**Source data**
-*-

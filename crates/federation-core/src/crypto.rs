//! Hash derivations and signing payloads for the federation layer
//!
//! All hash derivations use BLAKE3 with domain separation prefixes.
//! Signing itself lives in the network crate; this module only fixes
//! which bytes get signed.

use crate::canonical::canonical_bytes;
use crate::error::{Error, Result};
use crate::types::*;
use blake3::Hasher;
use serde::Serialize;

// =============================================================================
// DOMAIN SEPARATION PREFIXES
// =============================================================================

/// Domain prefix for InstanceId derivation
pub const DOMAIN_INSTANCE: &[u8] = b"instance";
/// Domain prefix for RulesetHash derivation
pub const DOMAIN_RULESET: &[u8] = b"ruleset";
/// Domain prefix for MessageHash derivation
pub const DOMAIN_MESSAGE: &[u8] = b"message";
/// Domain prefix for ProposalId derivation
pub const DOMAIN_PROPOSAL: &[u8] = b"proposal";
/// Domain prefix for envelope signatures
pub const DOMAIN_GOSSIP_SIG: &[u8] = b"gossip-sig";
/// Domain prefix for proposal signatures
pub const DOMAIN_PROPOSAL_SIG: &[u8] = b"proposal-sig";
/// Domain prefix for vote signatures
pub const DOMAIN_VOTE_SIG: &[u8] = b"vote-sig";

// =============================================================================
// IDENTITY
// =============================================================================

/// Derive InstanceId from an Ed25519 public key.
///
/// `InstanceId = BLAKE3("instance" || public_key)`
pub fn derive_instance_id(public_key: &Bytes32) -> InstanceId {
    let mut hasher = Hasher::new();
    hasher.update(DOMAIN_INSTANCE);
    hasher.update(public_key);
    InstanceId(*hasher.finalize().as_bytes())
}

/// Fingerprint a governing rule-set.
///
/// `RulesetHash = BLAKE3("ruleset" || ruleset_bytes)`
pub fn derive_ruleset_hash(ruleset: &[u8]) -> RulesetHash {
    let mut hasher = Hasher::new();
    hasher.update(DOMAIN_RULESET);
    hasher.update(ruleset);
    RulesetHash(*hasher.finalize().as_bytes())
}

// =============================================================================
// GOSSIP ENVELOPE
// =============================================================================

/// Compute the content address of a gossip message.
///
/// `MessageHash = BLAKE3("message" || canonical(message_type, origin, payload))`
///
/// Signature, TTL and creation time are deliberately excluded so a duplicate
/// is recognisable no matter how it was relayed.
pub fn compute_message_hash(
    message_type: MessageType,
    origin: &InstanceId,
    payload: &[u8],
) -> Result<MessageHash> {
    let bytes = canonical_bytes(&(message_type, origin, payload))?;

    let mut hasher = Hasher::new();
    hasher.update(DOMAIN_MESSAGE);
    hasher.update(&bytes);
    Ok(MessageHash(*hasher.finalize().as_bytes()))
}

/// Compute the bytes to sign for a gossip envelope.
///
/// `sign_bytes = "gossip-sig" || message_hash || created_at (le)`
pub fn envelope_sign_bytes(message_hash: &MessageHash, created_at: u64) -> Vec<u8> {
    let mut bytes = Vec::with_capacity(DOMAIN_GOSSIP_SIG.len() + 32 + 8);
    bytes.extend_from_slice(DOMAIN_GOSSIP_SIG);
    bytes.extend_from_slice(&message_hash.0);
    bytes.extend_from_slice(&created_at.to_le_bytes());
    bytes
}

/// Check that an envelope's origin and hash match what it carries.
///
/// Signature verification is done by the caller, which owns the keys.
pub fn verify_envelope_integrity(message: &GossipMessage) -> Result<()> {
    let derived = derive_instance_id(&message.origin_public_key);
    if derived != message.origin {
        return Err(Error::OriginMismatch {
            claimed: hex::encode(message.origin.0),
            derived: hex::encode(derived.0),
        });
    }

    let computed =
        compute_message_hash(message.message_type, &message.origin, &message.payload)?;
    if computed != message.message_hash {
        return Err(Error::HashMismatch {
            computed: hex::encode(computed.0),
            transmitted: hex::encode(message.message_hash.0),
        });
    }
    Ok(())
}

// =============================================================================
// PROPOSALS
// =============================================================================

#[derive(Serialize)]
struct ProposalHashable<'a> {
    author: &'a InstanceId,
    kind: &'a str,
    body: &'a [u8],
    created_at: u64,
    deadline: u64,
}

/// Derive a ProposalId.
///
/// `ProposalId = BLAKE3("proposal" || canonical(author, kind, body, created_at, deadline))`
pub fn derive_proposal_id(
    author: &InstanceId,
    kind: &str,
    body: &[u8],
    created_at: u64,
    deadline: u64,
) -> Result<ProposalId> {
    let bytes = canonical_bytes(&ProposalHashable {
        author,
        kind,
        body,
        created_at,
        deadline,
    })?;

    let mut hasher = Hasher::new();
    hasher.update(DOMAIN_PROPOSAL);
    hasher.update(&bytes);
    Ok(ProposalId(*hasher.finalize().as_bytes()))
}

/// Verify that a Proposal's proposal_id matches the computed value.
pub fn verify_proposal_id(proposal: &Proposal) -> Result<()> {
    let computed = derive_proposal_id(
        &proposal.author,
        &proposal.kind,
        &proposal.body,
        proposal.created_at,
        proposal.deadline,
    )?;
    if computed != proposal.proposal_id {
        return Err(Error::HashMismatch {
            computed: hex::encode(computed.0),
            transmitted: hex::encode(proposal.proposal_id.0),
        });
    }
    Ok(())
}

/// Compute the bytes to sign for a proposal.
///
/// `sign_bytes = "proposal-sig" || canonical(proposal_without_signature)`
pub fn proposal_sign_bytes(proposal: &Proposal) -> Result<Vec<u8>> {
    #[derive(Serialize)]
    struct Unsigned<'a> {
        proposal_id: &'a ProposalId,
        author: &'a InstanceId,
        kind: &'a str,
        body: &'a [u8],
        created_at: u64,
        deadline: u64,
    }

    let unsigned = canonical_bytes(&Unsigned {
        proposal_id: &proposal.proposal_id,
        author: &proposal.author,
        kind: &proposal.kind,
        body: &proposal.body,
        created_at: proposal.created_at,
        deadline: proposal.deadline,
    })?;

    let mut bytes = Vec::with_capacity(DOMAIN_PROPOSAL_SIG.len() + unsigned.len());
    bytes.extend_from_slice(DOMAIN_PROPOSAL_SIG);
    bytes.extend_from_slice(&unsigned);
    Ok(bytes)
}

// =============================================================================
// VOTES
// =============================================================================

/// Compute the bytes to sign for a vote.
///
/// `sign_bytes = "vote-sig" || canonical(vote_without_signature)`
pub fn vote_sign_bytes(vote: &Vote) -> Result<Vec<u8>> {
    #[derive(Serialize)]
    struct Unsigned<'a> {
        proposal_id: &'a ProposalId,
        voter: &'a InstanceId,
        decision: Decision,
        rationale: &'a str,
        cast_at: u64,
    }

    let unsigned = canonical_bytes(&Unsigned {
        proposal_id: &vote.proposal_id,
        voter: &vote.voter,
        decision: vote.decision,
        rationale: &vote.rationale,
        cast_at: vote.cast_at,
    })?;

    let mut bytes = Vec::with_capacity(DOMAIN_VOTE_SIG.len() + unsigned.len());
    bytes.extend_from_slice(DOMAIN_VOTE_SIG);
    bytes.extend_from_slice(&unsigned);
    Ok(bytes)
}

-*-

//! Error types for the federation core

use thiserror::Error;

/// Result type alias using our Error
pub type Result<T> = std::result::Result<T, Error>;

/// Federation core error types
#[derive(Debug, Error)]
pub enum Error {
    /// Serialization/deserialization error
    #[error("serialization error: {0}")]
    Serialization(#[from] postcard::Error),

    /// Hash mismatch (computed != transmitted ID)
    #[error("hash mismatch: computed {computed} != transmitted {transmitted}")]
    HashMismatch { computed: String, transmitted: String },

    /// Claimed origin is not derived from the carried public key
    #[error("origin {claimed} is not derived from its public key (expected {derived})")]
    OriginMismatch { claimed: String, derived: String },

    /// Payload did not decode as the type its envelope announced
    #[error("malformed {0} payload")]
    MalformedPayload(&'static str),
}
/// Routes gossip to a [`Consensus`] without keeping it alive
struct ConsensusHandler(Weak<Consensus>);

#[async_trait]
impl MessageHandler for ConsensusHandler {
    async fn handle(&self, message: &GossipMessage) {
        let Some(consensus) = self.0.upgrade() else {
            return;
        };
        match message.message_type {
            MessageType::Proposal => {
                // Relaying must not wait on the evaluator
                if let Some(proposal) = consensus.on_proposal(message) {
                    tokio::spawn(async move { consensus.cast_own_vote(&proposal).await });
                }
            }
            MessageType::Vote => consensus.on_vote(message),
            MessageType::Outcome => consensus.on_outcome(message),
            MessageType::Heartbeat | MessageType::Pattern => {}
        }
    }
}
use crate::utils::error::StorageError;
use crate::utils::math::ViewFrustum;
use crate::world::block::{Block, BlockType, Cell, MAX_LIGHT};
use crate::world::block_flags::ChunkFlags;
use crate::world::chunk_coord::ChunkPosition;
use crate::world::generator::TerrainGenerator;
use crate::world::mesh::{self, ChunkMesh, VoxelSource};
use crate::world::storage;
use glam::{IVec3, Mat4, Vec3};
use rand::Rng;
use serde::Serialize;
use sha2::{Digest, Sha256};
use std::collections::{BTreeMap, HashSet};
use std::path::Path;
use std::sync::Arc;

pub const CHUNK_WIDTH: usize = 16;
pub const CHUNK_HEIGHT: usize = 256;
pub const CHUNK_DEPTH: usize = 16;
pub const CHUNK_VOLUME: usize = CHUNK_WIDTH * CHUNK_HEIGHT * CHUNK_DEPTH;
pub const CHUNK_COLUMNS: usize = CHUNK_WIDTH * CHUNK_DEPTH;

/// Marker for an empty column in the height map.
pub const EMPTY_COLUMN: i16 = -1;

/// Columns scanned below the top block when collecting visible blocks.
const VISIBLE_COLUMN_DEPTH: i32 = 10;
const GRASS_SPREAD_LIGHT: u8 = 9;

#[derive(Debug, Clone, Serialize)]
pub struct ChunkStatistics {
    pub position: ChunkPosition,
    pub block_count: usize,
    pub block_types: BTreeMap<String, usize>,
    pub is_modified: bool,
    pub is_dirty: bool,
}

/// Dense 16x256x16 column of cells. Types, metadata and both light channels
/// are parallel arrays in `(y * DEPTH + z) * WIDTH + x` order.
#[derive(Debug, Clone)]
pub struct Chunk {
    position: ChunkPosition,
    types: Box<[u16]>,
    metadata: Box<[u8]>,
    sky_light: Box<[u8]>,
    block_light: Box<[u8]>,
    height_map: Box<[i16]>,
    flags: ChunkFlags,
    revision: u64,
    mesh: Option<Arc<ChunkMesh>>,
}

-*-

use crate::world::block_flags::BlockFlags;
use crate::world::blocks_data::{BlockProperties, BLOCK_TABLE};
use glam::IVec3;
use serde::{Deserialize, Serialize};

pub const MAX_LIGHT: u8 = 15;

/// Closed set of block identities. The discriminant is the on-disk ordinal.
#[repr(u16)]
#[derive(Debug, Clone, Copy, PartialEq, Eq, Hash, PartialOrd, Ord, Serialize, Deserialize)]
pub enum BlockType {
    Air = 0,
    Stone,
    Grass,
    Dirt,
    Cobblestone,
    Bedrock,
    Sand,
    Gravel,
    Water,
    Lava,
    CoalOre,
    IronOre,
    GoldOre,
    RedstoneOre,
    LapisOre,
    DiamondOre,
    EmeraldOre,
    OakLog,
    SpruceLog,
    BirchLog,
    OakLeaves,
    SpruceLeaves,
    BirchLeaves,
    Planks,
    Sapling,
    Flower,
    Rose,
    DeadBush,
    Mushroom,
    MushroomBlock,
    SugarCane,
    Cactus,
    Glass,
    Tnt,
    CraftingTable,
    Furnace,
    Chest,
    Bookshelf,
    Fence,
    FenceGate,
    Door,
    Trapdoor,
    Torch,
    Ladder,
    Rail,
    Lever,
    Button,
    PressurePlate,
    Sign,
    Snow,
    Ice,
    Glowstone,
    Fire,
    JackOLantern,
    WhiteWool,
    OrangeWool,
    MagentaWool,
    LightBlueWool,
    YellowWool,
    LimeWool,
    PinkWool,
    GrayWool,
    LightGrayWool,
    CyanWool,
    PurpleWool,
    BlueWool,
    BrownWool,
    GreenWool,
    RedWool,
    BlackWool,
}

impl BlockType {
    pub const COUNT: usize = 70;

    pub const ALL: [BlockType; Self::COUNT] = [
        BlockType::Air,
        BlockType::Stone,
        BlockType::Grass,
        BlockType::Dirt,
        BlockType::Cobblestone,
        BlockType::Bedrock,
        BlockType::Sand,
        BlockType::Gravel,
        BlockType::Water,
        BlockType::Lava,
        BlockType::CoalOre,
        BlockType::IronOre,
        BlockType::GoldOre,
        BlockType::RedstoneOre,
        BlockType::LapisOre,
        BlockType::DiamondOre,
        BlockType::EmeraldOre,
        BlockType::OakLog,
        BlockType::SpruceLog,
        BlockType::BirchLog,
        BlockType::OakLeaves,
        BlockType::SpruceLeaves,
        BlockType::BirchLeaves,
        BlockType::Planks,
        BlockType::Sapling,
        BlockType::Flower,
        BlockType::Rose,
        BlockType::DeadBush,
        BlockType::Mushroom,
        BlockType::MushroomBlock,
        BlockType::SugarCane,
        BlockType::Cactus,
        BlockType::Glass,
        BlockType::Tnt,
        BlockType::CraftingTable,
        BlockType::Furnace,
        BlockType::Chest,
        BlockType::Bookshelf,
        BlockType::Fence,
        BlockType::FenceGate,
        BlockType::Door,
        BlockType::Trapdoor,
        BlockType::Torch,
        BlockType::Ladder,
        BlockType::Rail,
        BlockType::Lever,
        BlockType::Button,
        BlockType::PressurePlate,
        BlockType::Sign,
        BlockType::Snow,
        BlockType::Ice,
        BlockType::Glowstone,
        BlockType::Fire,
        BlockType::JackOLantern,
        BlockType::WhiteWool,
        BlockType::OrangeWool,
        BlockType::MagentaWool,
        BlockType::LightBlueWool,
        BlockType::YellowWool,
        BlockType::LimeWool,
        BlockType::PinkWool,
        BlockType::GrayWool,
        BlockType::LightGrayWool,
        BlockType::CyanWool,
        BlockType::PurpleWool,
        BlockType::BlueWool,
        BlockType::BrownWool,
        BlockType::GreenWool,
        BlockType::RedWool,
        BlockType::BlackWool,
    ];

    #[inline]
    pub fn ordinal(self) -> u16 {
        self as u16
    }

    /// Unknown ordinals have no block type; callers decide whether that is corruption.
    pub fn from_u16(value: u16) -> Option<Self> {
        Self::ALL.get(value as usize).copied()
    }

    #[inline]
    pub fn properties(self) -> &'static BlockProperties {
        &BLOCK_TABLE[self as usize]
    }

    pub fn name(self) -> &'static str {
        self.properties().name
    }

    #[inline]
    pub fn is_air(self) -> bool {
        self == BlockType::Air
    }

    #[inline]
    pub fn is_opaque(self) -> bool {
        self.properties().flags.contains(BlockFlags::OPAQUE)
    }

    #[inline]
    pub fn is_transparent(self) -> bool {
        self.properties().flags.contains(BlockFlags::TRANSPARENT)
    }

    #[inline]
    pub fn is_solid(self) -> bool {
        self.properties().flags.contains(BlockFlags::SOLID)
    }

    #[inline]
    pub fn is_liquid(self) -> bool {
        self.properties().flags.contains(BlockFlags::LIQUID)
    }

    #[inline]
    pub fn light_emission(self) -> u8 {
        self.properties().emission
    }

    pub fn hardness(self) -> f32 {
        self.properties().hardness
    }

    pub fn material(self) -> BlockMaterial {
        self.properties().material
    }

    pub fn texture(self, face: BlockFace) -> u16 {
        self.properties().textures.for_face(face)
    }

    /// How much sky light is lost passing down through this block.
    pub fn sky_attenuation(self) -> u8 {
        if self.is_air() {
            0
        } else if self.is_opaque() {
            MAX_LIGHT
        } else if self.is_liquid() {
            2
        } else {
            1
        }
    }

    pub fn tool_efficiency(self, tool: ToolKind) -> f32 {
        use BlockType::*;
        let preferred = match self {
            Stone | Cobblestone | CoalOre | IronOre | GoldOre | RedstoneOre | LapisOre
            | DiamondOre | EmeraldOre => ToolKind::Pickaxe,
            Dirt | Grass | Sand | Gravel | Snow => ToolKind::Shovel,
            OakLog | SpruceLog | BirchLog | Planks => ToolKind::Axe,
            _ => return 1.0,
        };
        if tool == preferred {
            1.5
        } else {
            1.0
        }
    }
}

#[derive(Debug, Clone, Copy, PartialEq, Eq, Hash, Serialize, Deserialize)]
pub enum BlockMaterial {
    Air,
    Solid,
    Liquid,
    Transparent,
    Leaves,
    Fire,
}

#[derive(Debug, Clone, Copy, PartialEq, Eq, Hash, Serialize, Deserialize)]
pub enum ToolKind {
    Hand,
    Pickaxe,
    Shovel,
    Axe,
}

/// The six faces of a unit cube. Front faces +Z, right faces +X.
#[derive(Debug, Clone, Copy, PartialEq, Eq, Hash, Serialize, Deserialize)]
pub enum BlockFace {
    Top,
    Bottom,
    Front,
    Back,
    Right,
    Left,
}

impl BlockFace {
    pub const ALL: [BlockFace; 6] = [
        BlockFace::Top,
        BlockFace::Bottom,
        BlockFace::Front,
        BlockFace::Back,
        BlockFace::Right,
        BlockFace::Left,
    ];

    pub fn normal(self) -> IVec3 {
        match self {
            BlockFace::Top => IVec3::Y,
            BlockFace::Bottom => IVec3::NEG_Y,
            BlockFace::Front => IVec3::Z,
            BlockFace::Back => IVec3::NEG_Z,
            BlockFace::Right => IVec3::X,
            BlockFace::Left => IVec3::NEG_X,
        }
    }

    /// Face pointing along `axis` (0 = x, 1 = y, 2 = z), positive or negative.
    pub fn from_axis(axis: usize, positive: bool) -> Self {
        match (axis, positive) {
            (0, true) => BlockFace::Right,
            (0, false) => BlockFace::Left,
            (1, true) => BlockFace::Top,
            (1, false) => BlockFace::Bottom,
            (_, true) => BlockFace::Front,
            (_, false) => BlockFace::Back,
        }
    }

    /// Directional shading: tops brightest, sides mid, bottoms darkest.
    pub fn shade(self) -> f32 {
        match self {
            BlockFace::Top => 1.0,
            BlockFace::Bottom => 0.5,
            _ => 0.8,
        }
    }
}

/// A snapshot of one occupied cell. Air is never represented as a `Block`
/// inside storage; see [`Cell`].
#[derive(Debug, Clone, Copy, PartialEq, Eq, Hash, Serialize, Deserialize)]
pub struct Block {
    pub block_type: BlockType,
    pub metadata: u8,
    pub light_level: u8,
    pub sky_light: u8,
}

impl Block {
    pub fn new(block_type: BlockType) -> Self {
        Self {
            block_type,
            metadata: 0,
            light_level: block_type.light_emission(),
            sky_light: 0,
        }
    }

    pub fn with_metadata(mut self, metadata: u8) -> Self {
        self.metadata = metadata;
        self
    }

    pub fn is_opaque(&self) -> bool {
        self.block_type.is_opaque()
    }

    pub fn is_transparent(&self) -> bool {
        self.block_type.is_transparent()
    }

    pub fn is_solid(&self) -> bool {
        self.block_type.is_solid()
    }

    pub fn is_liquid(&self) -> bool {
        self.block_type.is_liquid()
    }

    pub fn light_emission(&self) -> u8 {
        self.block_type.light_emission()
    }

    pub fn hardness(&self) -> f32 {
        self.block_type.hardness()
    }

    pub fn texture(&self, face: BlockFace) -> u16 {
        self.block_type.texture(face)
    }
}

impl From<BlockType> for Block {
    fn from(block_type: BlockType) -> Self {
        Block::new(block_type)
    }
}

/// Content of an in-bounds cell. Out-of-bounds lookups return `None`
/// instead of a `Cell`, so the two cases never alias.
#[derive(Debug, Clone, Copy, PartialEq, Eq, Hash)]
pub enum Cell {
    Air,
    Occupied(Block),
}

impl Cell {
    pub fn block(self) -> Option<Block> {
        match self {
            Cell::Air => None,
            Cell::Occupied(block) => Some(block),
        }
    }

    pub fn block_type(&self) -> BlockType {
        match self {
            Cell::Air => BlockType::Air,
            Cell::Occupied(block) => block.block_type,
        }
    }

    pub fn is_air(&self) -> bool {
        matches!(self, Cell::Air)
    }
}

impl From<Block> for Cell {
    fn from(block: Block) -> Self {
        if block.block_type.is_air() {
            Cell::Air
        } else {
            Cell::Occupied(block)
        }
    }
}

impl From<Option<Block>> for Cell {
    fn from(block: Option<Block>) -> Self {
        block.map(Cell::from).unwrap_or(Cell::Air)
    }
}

-*-

**The task**
The lines to return are those in the material above that hold "Pickaxe".

**Output of the exercise**
            | DiamondOre | EmeraldOre => ToolKind::Pickaxe,
    Pickaxe,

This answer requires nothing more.